• [DATA TO PROCESS]:
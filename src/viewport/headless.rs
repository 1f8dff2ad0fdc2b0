//! Native viewport used by the CLI and tests.

use std::cell::RefCell;
use std::collections::BTreeMap;
use std::rc::Rc;

use super::{FrameCallback, KeyHandler, ListenerId, ScrollHandler, ViewportController};

#[derive(Default)]
struct Inner {
    offset: f64,
    locked: bool,
    lock_calls: u32,
    unlock_calls: u32,
    next_id: u32,
    key_handlers: BTreeMap<ListenerId, KeyHandler>,
    scroll_handlers: BTreeMap<ListenerId, ScrollHandler>,
    frames: Vec<FrameCallback>,
    refuse_frames: bool,
}

impl Inner {
    fn next_id(&mut self) -> ListenerId {
        self.next_id += 1;
        ListenerId(self.next_id)
    }
}

/// In-memory [`ViewportController`].
///
/// Clones share state, so a test can keep one handle for dispatching events
/// while the page owns another.
#[derive(Clone, Default)]
pub struct HeadlessViewport {
    inner: Rc<RefCell<Inner>>,
}

impl HeadlessViewport {
    pub fn new() -> Self {
        Self::default()
    }

    /// Deliver a `keydown` to every registered key handler.
    pub fn press_key(&self, key: &str) {
        let handlers: Vec<KeyHandler> = self.inner.borrow().key_handlers.values().cloned().collect();
        for handler in handlers {
            handler(key);
        }
    }

    /// Move the document to `offset` and fire `scroll` at every listener,
    /// the way user scrolling does.
    pub fn scroll_by_user(&self, offset: f64) {
        self.inner.borrow_mut().offset = offset;
        let handlers: Vec<ScrollHandler> =
            self.inner.borrow().scroll_handlers.values().cloned().collect();
        for handler in handlers {
            handler(offset);
        }
    }

    /// Run all frame callbacks queued so far. Returns how many ran.
    pub fn run_frames(&self) -> usize {
        let frames = std::mem::take(&mut self.inner.borrow_mut().frames);
        let count = frames.len();
        for frame in frames {
            frame();
        }
        count
    }

    pub fn is_scroll_locked(&self) -> bool {
        self.inner.borrow().locked
    }

    pub fn lock_calls(&self) -> u32 {
        self.inner.borrow().lock_calls
    }

    pub fn unlock_calls(&self) -> u32 {
        self.inner.borrow().unlock_calls
    }

    pub fn key_listener_count(&self) -> usize {
        self.inner.borrow().key_handlers.len()
    }

    pub fn scroll_listener_count(&self) -> usize {
        self.inner.borrow().scroll_handlers.len()
    }

    pub fn pending_frames(&self) -> usize {
        self.inner.borrow().frames.len()
    }

    /// Make `request_frame` fail, like a browser that rejects
    /// `requestAnimationFrame`.
    pub fn set_refuse_frames(&self, refuse: bool) {
        self.inner.borrow_mut().refuse_frames = refuse;
    }
}

impl ViewportController for HeadlessViewport {
    fn lock_scroll(&mut self) {
        let mut inner = self.inner.borrow_mut();
        inner.locked = true;
        inner.lock_calls += 1;
    }

    fn unlock_scroll(&mut self) {
        let mut inner = self.inner.borrow_mut();
        inner.locked = false;
        inner.unlock_calls += 1;
    }

    fn on_key(&mut self, handler: KeyHandler) -> ListenerId {
        let mut inner = self.inner.borrow_mut();
        let id = inner.next_id();
        inner.key_handlers.insert(id, handler);
        id
    }

    fn off_key(&mut self, id: ListenerId) -> bool {
        self.inner.borrow_mut().key_handlers.remove(&id).is_some()
    }

    fn on_scroll(&mut self, handler: ScrollHandler) -> ListenerId {
        let mut inner = self.inner.borrow_mut();
        let id = inner.next_id();
        inner.scroll_handlers.insert(id, handler);
        id
    }

    fn off_scroll(&mut self, id: ListenerId) -> bool {
        self.inner.borrow_mut().scroll_handlers.remove(&id).is_some()
    }

    fn request_frame(&mut self, callback: FrameCallback) -> bool {
        let mut inner = self.inner.borrow_mut();
        if inner.refuse_frames {
            return false;
        }
        inner.frames.push(callback);
        true
    }

    fn scroll_offset(&self) -> f64 {
        self.inner.borrow().offset
    }

    fn scroll_to(&mut self, top: f64) {
        self.scroll_by_user(top);
    }
}
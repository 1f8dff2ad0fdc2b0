//! Common test utilities: layouts, content and headless pages.
#![allow(
    dead_code,
    clippy::unwrap_used,
    clippy::expect_used,
    clippy::indexing_slicing,
    clippy::float_cmp,
    clippy::panic
)]

use folio::config::SiteConfig;
use folio::layout::{Section, SectionLayout};
use folio::types::{PortfolioData, Project, ProjectStatus};
use folio::viewer::{PageHandle, PortfolioPage};
use folio::viewport::HeadlessViewport;

/// Layout from `(id, top, height)` triples, in navigation order.
#[must_use]
pub fn layout(sections: &[(&str, f64, f64)]) -> SectionLayout {
    SectionLayout::new(
        sections
            .iter()
            .enumerate()
            .map(|(order, (id, top, height))| Section::new(*id, order, *top, *height))
            .collect(),
    )
}

/// Contiguous layout for the built-in navigation: home, about, skills,
/// experience, projects, contact, each `height` tall.
#[must_use]
pub fn builtin_layout(height: f64) -> SectionLayout {
    let data = PortfolioData::builtin().expect("builtin content");
    SectionLayout::measure(data.section_ids(), |id| {
        let index = data
            .navigation
            .iter()
            .position(|item| item.section_id() == Some(id))?;
        Some((f64::from(u32::try_from(index).unwrap()) * height, height))
    })
}

#[must_use]
pub fn project(id: &str, category: &str) -> Project {
    Project {
        id: id.to_string(),
        title: format!("Project {id}"),
        description: String::new(),
        long_description: None,
        technologies: vec![],
        features: vec![],
        live_url: None,
        github_url: None,
        images: vec![],
        category: category.to_string(),
        status: ProjectStatus::Completed,
        featured: false,
    }
}

/// Built-in content on a headless viewport, sections 800px tall.
///
/// Returns the page handle and a viewport clone for dispatching events.
#[must_use]
pub fn headless_page() -> (PageHandle<HeadlessViewport>, HeadlessViewport) {
    headless_page_with(SiteConfig::default())
}

#[must_use]
pub fn headless_page_with(
    config: SiteConfig,
) -> (PageHandle<HeadlessViewport>, HeadlessViewport) {
    let viewport = HeadlessViewport::new();
    let data = PortfolioData::builtin().expect("builtin content");
    let page = PortfolioPage::new(data, config, viewport.clone(), builtin_layout(800.0))
        .expect("page")
        .into_handle();
    (page, viewport)
}
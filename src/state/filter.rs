//! Category selection over a static collection, and index tabs.
//!
//! The visible subset is always derived from `(active, items)` and never
//! stored.

use crate::types::Project;

/// Pseudo-category that shows every item.
pub const ALL: &str = "All";

/// Anything that belongs to exactly one gallery category
pub trait Categorized {
    fn category(&self) -> &str;
}

impl Categorized for Project {
    fn category(&self) -> &str {
        &self.category
    }
}

/// `"All"` followed by each distinct category in first-seen order.
pub fn categories<T: Categorized>(items: &[T]) -> Vec<String> {
    let mut out = vec![ALL.to_string()];
    for item in items {
        let category = item.category();
        if !out.iter().any(|c| c == category) {
            out.push(category.to_string());
        }
    }
    out
}

/// Items shown for `active`, in collection order. Unknown categories yield
/// nothing.
pub fn visible<'a, T: Categorized>(items: &'a [T], active: &str) -> Vec<&'a T> {
    if active == ALL {
        return items.iter().collect();
    }
    items.iter().filter(|item| item.category() == active).collect()
}

/// Badge count for a filter button.
pub fn count<T: Categorized>(items: &[T], category: &str) -> usize {
    if category == ALL {
        return items.len();
    }
    items.iter().filter(|item| item.category() == category).count()
}

/// Active gallery category
#[derive(Debug, Clone, PartialEq, Eq)]
pub struct SelectionFilter {
    active: String,
}

impl Default for SelectionFilter {
    fn default() -> Self {
        Self::new()
    }
}

impl SelectionFilter {
    pub fn new() -> Self {
        Self {
            active: ALL.to_string(),
        }
    }

    pub fn active(&self) -> &str {
        &self.active
    }

    pub fn is_active(&self, category: &str) -> bool {
        self.active == category
    }

    /// Returns true if the selection changed.
    pub fn select(&mut self, category: &str) -> bool {
        if self.active == category {
            return false;
        }
        category.clone_into(&mut self.active);
        true
    }

    pub fn visible<'a, T: Categorized>(&self, items: &'a [T]) -> Vec<&'a T> {
        visible(items, &self.active)
    }
}

/// Index-based tab selection (skills view)
#[derive(Debug, Clone, Copy, PartialEq, Eq)]
pub struct TabSet {
    active: usize,
    len: usize,
}

impl TabSet {
    pub fn new(len: usize) -> Self {
        Self { active: 0, len }
    }

    pub fn active(&self) -> usize {
        self.active
    }

    pub fn len(&self) -> usize {
        self.len
    }

    pub fn is_empty(&self) -> bool {
        self.len == 0
    }

    /// Switch tabs. Out-of-range indices leave the selection alone.
    /// Returns true if the active tab changed.
    pub fn select(&mut self, index: usize) -> bool {
        if index >= self.len || index == self.active {
            return false;
        }
        self.active = index;
        true
    }

    pub fn active_item<'a, T>(&self, items: &'a [T]) -> Option<&'a T> {
        items.get(self.active)
    }
}

#[cfg(test)]
mod tests {
    use super::*;

    struct Tagged(&'static str);

    impl Categorized for Tagged {
        fn category(&self) -> &str {
            self.0
        }
    }

    #[test]
    fn test_count() {
        let items = [Tagged("a"), Tagged("b"), Tagged("a")];
        assert_eq!(count(&items, ALL), 3);
        assert_eq!(count(&items, "a"), 2);
        assert_eq!(count(&items, "zzz"), 0);
    }

    #[test]
    fn test_select_reports_change() {
        let mut filter = SelectionFilter::new();
        assert!(!filter.select(ALL));
        assert!(filter.select("a"));
        assert!(filter.is_active("a"));
    }

    #[test]
    fn test_tabs_ignore_out_of_range() {
        let mut tabs = TabSet::new(3);
        assert!(!tabs.select(3));
        assert_eq!(tabs.active(), 0);
        assert!(tabs.select(2));
        assert_eq!(tabs.active_item(&["x", "y", "z"]), Some(&"z"));
    }
}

• [WHAT IS BEING ASKED]: Beginning at the opening line of the data, transcribe each line exactly until you reach the line with "handle for dispatching events", which you also include, and go no further.

• [SOLUTION]:
filename src/viewport/headless.rs
repository 1f8dff2ad0fdc2b0
//! Native viewport used by the CLI and tests.

use std::cell::RefCell;
use std::collections::BTreeMap;
use std::rc::Rc;

use super::{FrameCallback, KeyHandler, ListenerId, ScrollHandler, ViewportController};

#[derive(Default)]
struct Inner {
    offset: f64,
    locked: bool,
    lock_calls: u32,
    unlock_calls: u32,
    next_id: u32,
    key_handlers: BTreeMap<ListenerId, KeyHandler>,
    scroll_handlers: BTreeMap<ListenerId, ScrollHandler>,
    frames: Vec<FrameCallback>,
    refuse_frames: bool,
}

impl Inner {
    fn next_id(&mut self) -> ListenerId {
        self.next_id += 1;
        ListenerId(self.next_id)
    }
}

/// In-memory [`ViewportController`].
///
/// Clones share state, so a test can keep one handle for dispatching events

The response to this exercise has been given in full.